The story begins when 13-year-old Baki Hanma faces 100 opponents in a martial-arts battle! He manages to defeat 37 of them but is disgusted with himself for not beating the rest of them. He goes home and fires his trainer for not doing a good job. He then sets out to fight with tough guys such as Yu Lee, the junior welterweight champion. Baki has set himself on this tough path of self-discipline because he wants to be a tougher man than his father, Yujiro Hanma.
The series was licensed for a North American English release by Funimation Entertainment. Funimation’s English version was one of the launch-shows on their own television channel, Funimation Channel, which debuted on June 19, 2006.
– باكي الخطاف
– Grappler Baki (2001)
– Baki The Grappler
– グラップラー刃牙 (2001)
– Dövüşçü Baki
– Grappler Baki TV
Grappler Baki (Japanese: グラップラー刃牙 Hepburn: Gurappurā Baki), known as Baki the Grappler in North America, is a manga series written and illustrated by Keisuke Itagaki.
The animation is fair for 2001 and the art style is distinct and over the top. Human anatomies are exaggerated to the point of ridiculousness. People of such mass would likely be unable to stand up properly. I would say the art style match the series pretty well, where everything will be insanely overblown. Unfortunately, the combat animation is uninspiring. Streetfight is essentially trading blow with each other until someone drop.

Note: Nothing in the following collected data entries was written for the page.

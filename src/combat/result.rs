//! Per-phase roll results, shaped for display and the game log

use crate::combat::targets::SaveKind;
use crate::core::types::{Phase, TargetNumber};
use serde::{Deserialize, Serialize};

/// A stat the phase needed but could not determine
#[derive(Debug, Clone, Copy, PartialEq, Eq, Serialize, Deserialize)]
#[serde(rename_all = "camelCase")]
pub enum MissingStat {
    HitTarget,
    WoundTarget,
}

/// Phase-specific breakdown
#[derive(Debug, Clone, PartialEq, Eq, Serialize, Deserialize)]
#[serde(tag = "kind", rename_all = "lowercase")]
pub enum PhaseExtras {
    #[serde(rename_all = "camelCase")]
    Attacks {
        models: u32,
        /// Each model's sub-total when the attack count is rolled
        per_model: Vec<u32>,
    },
    #[serde(rename_all = "camelCase")]
    Hits {
        /// Dice that met the target, criticals included
        base_hits: u32,
        crits: u32,
        sustained: u32,
        lethal: bool,
        sustained_extra: u32,
        auto_wounds: u32,
    },
    #[serde(rename_all = "camelCase")]
    Wounds {
        rolled: u32,
        auto_from_lethal: u32,
    },
    #[serde(rename_all = "camelCase")]
    Saves {
        saved: u32,
        unsaved: u32,
        used: Option<SaveKind>,
    },
    #[serde(rename_all = "camelCase")]
    Damage {
        per_wound: Vec<u32>,
    },
}

/// Outcome of one phase
///
/// Created fresh every time the phase is rolled. `rolls` holds the raw
/// faces in roll order and is empty when nothing was rolled.
#[derive(Debug, Clone, PartialEq, Eq, Serialize, Deserialize)]
pub struct PhaseResult {
    pub phase: Phase,
    /// Human-readable formula, e.g. "5d6 >= 3+"
    pub expr: String,
    pub total: u32,
    pub rolls: Vec<u32>,
    #[serde(default, skip_serializing_if = "Option::is_none")]
    pub threshold: Option<TargetNumber>,
    pub extras: PhaseExtras,
    #[serde(default, skip_serializing_if = "Option::is_none")]
    pub missing: Option<MissingStat>,
}

impl PhaseResult {
    /// The count handed to the next phase
    ///
    /// Hits pass on only the hits that still need a wound roll; saves pass
    /// on the unsaved wounds.
    pub fn carried(&self) -> u32 {
        match &self.extras {
            PhaseExtras::Saves { unsaved, .. } => *unsaved,
            _ => self.total,
        }
    }

    /// Wounds granted by Lethal Hits; zero for every other phase
    pub fn auto_wounds(&self) -> u32 {
        match &self.extras {
            PhaseExtras::Hits { auto_wounds, .. } => *auto_wounds,
            _ => 0,
        }
    }

    pub fn is_missing(&self) -> bool {
        self.missing.is_some()
    }
}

All of the series’ music was written and composed by “Project Baki”, and all the theme songs performed by Ryōko Aoyagi. The first anime’s opening theme is “Ai Believe” (哀 believe), while its closing theme is “Reborn”. The Funimation version used the opening theme “Child Prey” by Japanese metal band Dir en Grey, who is signed to Free-Will.
Having seen the other version of Baki from the 1994 OVA to the 2018 version, I am not quite a fan of the TV version. In the beginning arc, Baki’s a rich spoiled brat with a parent complex. He takes everything too seriously and his rashness causes others harm.
In the later arc, Baki’s personality changed after a five years jump without any explanations. Not only that, other tropes were added to make him feel more a fantasy character than before. We see him living as a tenant with a girl that happens to be in his same class, giving you that neighbor school girl fantasy. He also turns super secret about his fighting for no reason, giving the I am secretly superpowerful but I don’t want people to know fantasy. It feels like the five-year jump was a reboot of the character and the series may have been better off starting when he was 18 years old.
This TV season also suffers from a pacing issue. The first two-thirds of the series meanders about when Baki was 13-year old. It then time jump to five years later and continue with its slow pace. Personally, I find Baki did not become any stronger after the jump. In fact, he seems to be weaker.
The TV version is less gory and tamer than the OVAs. Some cringy scenes are left to the imagination and are not actually shown. Take the episode where Baki fight Shinogi, which the 1994 OVA also covered. The fight just feels dull when the gore got toned down for the TV version. I can’t believe I actually want more gore, as this show doesn’t have anything else going for it.
I would only recommend this series to fan of over the top combat competition anime, who don’t care about plot or character development. This is a niche series and isn’t for everyone. If you like this type of show, I would highly recommend watching Air Master instead. Baki the Grappler contains graphic violence, tobacco usage, and suggestive themes/dialogs. Intended for young adults.